Esa cruz, justamente, que se transforma en símbolo de esa disposición de ánimo que ha de tener el cristiano de salir de si mismo, de no apegar la mirada a todo lo que es bello y grato en esta vida haciéndolo así tentación, obstáculo, para la aspiración de los verdadero bienes, y de abandonarse plenamente en los brazos de Dios, siguiendo a Jesucristo.

La cruz no es estrictamente símbolo de dolor -y mucho menos de dolor meramente físico- sino exteriorización de ese impulso interior del espíritu, del corazón, por medio del cual, en éx-tasis de amor, impulsados por la gracia, salimos de nosotros mismos y nos entregamos totalmente a Dios.

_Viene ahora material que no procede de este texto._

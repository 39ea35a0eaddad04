//! `json:`, `yaml:` and `toml:` resolvers.
//!
//! All three decode the file into a [`Value`] tree and select a key path
//! from it with [`resolv_path::select`]. String results are returned as-is;
//! anything else is re-encoded in the file's own format.

use resolv_ir::{Error, Result, Value};
use tracing::trace;

use crate::source::{expand_env, read_source, split_source};
use crate::Resolver;

/// Document format handled by a [`DocumentResolver`].
#[derive(Copy, Clone, Debug, PartialEq, Eq, Hash)]
pub enum Format {
    Json,
    Yaml,
    Toml,
}

impl Format {
    pub fn name(self) -> &'static str {
        match self {
            Format::Json => "JSON",
            Format::Yaml => "YAML",
            Format::Toml => "TOML",
        }
    }

    /// Decode a whole document.
    pub fn decode(self, text: &str) -> Result<Value> {
        match self {
            Format::Json => serde_json::from_str(text).map_err(Error::other),
            Format::Yaml => serde_yaml::from_str(text).map_err(Error::other),
            Format::Toml => toml::from_str(text).map_err(Error::other),
        }
    }

    /// Encode `value` in this format, without surrounding whitespace.
    ///
    /// JSON is compact and YAML uses block style. A TOML mapping becomes a
    /// document; other TOML values use inline syntax (`[1, 2]`, `"x"`).
    pub fn render(self, value: &Value) -> Result<String> {
        let text = match self {
            Format::Json => serde_json::to_string(value).map_err(Error::other)?,
            Format::Yaml => serde_yaml::to_string(value).map_err(Error::other)?,
            Format::Toml => match value {
                Value::Mapping(_) => toml::to_string(value).map_err(Error::other)?,
                _ => toml::Value::try_from(value)
                    .map_err(Error::other)?
                    .to_string(),
            },
        };
        Ok(text.trim().to_owned())
    }
}

/// Reads a structured file and selects a value with a path expression:
/// `json:/etc/app.json//servers.[name=api].port`.
#[derive(Copy, Clone, Debug)]
pub struct DocumentResolver {
    format: Format,
}

impl DocumentResolver {
    pub const fn new(format: Format) -> Self {
        DocumentResolver { format }
    }

    pub const fn json() -> Self {
        Self::new(Format::Json)
    }

    pub const fn yaml() -> Self {
        Self::new(Format::Yaml)
    }

    pub const fn toml() -> Self {
        Self::new(Format::Toml)
    }

    pub fn format(&self) -> Format {
        self.format
    }
}

impl Resolver for DocumentResolver {
    fn resolve(&self, value: &str) -> Result<String> {
        let name = self.format.name();
        let (path, key_path) = split_source(value);
        let path = expand_env(path);
        if path.trim().is_empty() {
            return Err(Error::bad_path("empty file path"));
        }

        let text = read_source(&path, &format!("{name} file"))?;
        if key_path.is_empty() {
            return Ok(text.trim().to_owned());
        }

        let root = self
            .format
            .decode(&text)
            .map_err(|err| err.context(format!("parse {name} in {path:?}")))?;
        trace!(format = name, key_path, "selecting from document");
        let found = resolv_path::select(&root, key_path)
            .map_err(|err| err.context(format!("key path {key_path:?} in {name} {path:?}")))?;

        match found {
            Value::String(s) => Ok(s.clone()),
            other => self.format.render(other),
        }
    }
}
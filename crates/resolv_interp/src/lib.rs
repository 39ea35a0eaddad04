//! `${...}` interpolation.
//!
//! A string such as `"host=${env:HOST} port=${json:cfg.json//port}"` is
//! expanded by handing each token's content (the text between `${` and `}`)
//! to a [`TokenResolver`] and splicing the replacement back in.
//!
//! - `\${` is an escape and produces a literal `${` without a lookup.
//! - A `$` not followed by `{` is an ordinary character.
//! - Replacement text may itself contain tokens; they are expanded by the
//!   next pass, up to [`DEFAULT_MAX_PASSES`] passes by default.
//!
//! ```
//! use resolv_interp::resolve_string;
//! use resolv_ir::Result;
//!
//! let upper = |content: &str| -> Result<String> { Ok(content.to_uppercase()) };
//! assert_eq!(resolve_string("a ${b} c", &upper).unwrap(), "a B c");
//! assert_eq!(resolve_string(r"a \${b} c", &upper).unwrap(), "a ${b} c");
//! ```
//!
//! The engine holds no state between calls; concurrency guarantees are
//! whatever the supplied resolver provides.

mod interpolate;
mod scan;

pub use interpolate::{resolve_string, Interpolator, TokenResolver, DEFAULT_MAX_PASSES};
pub use scan::{Piece, Scanner};
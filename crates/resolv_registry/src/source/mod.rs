//! `path//keypath` handling shared by the file-backed resolvers.

use resolv_ir::{Error, Result};
use tracing::debug;

const KEY_DELIMITER: &str = "//";

/// Split a file-backed variable at the last `//`.
///
/// Returns `(path, keypath)`; `keypath` is empty when there is no `//`.
/// Splitting at the last occurrence keeps `//` inside the path usable
/// (`/mnt//share/app.json//server.port`).
pub fn split_source(value: &str) -> (&str, &str) {
    value.rsplit_once(KEY_DELIMITER).unwrap_or((value, ""))
}

/// Expand `$NAME` and `${NAME}` from the process environment.
pub fn expand_env(path: &str) -> String {
    expand_with(path, |name| std::env::var(name).ok())
}

/// Expand `$NAME` and `${NAME}` using `lookup`.
///
/// Names are ASCII letters, digits and `_`. Unknown names expand to the empty
/// string. A `$` that does not start a name is kept literally. An empty `${}`
/// and a `${` with no closing brace are dropped, like a shell's bad
/// substitution.
pub fn expand_with<F>(path: &str, lookup: F) -> String
where
    F: Fn(&str) -> Option<String>,
{
    let mut out = String::with_capacity(path.len());
    let mut rest = path;
    while let Some(dollar) = rest.find('$') {
        out.push_str(&rest[..dollar]);
        let after = &rest[dollar + 1..];

        let (name, consumed) = if let Some(braced) = after.strip_prefix('{') {
            braced
                .find('}')
                .map_or(("", 1), |close| (&braced[..close], close + 2))
        } else {
            let len = after
                .bytes()
                .take_while(|b| b.is_ascii_alphanumeric() || *b == b'_')
                .count();
            (&after[..len], len)
        };

        if consumed == 0 {
            out.push('$');
        } else if !name.is_empty() {
            out.push_str(&lookup(name).unwrap_or_default());
        }
        rest = &after[consumed..];
    }
    out.push_str(rest);
    out
}

/// Read a whole source file. I/O errors keep their kind and name the file.
pub(crate) fn read_source(path: &str, what: &str) -> Result<String> {
    debug!(path, what, "reading source");
    std::fs::read_to_string(path)
        .map_err(|err| Error::from(err).context(format!("read {what} {path:?}")))
}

La cruz, con sus dos alas extendidas, apuntando hacia arriba, es el verdadero vehículo espacial capaz de taladrar las fronteras del universo, la barrera de la muerte, y conducirnos, en vuelo de amor, a la vida de Dios.

Nunca faltarán en nuestra vida las atracciones de este mundo capaces de detener en ellas miopemente nuestras ambiciones, tampoco los consejeros demasiado humanos como Pedro, que nos instarán a estacionarnos en esta tierra e incluso a claudicar en nuestro principios para hacer nuestra vida aquí más llevadera, y aún pecar para lograr fugaces consuelos, para rehacer la vida, para subsistir en la selva de los negocios turbios de la economía o la política, para conservar nuestros cargos, nuestra posición, para lograr los falsos alivios del pecado.

Hay momentos en que nuestra opción por Cristo y por la verdadera vida, se ha de concretar en renuncias a precarias felicidades terrenas: Dios no permita entonces que aparezcan comedidos Pedros que nos aconsejen el camino fácil, y que nos instalen en la interinidad del mundo, apartándonos de nuestro destino de Dios.

Ningún consuelo de este mundo vale el quedar para siempre encerrados en él, lejos del Hijo del Hombre y de la gloria de su Padre.